### Problem description
Your response should match the records line for line.
◇ ◇ ◇ ◇ ◇ ◇ ◇
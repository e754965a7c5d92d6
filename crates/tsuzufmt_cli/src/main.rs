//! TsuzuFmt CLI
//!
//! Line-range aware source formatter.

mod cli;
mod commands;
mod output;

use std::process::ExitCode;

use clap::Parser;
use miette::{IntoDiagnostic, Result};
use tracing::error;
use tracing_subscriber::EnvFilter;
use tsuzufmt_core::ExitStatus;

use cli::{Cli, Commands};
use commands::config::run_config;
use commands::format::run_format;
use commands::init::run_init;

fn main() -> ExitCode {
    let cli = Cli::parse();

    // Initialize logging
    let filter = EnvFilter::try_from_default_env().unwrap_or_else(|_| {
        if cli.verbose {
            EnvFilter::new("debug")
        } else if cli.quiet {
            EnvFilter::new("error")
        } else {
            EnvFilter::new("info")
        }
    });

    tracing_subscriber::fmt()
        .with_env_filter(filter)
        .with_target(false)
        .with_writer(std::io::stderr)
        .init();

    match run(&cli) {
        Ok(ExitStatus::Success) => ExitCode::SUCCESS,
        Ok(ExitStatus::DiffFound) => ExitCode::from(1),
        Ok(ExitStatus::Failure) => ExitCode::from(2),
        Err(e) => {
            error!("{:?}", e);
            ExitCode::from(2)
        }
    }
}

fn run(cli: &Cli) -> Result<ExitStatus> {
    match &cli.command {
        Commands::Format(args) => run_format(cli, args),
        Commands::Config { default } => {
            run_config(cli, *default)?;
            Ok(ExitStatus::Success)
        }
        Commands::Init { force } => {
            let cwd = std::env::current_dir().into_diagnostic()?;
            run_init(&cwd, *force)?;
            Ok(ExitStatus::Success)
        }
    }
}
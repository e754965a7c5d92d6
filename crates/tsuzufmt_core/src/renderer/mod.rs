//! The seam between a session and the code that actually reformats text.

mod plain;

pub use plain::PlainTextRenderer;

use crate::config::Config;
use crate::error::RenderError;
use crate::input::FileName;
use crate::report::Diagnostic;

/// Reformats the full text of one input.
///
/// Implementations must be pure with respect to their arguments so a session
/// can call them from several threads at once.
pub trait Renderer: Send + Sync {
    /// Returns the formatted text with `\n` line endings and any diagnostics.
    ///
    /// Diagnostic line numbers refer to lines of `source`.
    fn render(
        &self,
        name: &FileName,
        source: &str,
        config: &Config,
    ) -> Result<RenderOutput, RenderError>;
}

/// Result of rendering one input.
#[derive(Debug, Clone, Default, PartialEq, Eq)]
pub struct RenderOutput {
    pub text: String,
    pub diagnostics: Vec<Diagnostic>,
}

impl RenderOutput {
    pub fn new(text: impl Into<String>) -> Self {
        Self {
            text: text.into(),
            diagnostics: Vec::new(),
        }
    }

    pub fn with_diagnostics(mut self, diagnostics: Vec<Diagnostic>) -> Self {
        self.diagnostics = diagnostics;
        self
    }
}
◇ ◇ ◇ ◇ ◇ ◇ ◇
### Exercise result
repository e754965a7c5d92d6
filename crates/tsuzufmt_cli/src/main.rs
//! TsuzuFmt CLI
//!
//! Line-range aware source formatter.

mod cli;
mod commands;
mod output;

use std::process::ExitCode;

use clap::Parser;
use miette::{IntoDiagnostic, Result};
use tracing::error;
use tracing_subscriber::EnvFilter;
use tsuzufmt_core::ExitStatus;

use cli::{Cli, Commands};
use commands::config::run_config;
use commands::format::run_format;
use commands::init::run_init;

fn main() -> ExitCode {
    let cli = Cli::parse();

    // Initialize logging
    let filter = EnvFilter::try_from_default_env().unwrap_or_else(|_| {
        if cli.verbose {
            EnvFilter::new("debug")
        } else if cli.quiet {
            EnvFilter::new("error")
        } else {
            EnvFilter::new("info")
        }
    });

    tracing_subscriber::fmt()
        .with_env_filter(filter)
        .with_target(false)
        .with_writer(std::io::stderr)
        .init();

    match run(&cli) {
        Ok(ExitStatus::Success) => ExitCode::SUCCESS,
        Ok(ExitStatus::DiffFound) => ExitCode::from(1),
        Ok(ExitStatus::Failure) => ExitCode::from(2),
        Err(e) => {
            error!("{:?}", e);
            ExitCode::from(2)
        }
    }
}

fn run(cli: &Cli) -> Result<ExitStatus> {
    match &cli.command {
        Commands::Format(args) => run_format(cli, args),
        Commands::Config { default } => {
            run_config(cli, *default)?;
            Ok(ExitStatus::Success)
        }
        Commands::Init { force } => {
            let cwd = std::env::current_dir().into_diagnostic()?;
            run_init(&cwd, *force)?;
            Ok(ExitStatus::Success)
        }
    }
}
repository e754965a7c5d92d6
filename crates/tsuzufmt_core/src/renderer/mod.rs
//! The seam between a session and the code that actually reformats text.

mod plain;

pub use plain::PlainTextRenderer;

use crate::config::Config;
use crate::error::RenderError;
use crate::input::FileName;
use crate::report::Diagnostic;

/// Reformats the full text of one input.
///
/// Implementations must be pure with respect to their arguments so a session
/// can call them from several threads at once.
pub trait Renderer: Send + Sync {
    /// Returns the formatted text with `\n` line endings and any diagnostics.
    ///
    /// Diagnostic line numbers refer to lines of `source`.
    fn render(
        &self,
        name: &FileName,
        source: &str,
        config: &Config,
    ) -> Result<RenderOutput, RenderError>;
}

/// Result of rendering one input.
#[derive(Debug, Clone, Default, PartialEq, Eq)]
pub struct RenderOutput {
    pub text: String,
    pub diagnostics: Vec<Diagnostic>,
}

impl RenderOutput {
    pub fn new(text: impl Into<String>) -> Self {
        Self {
            text: text.into(),
            diagnostics: Vec::new(),
        }
    }

    pub fn with_diagnostics(mut self, diagnostics: Vec<Diagnostic>) -> Self {
        self.diagnostics = diagnostics;
        self
    }
}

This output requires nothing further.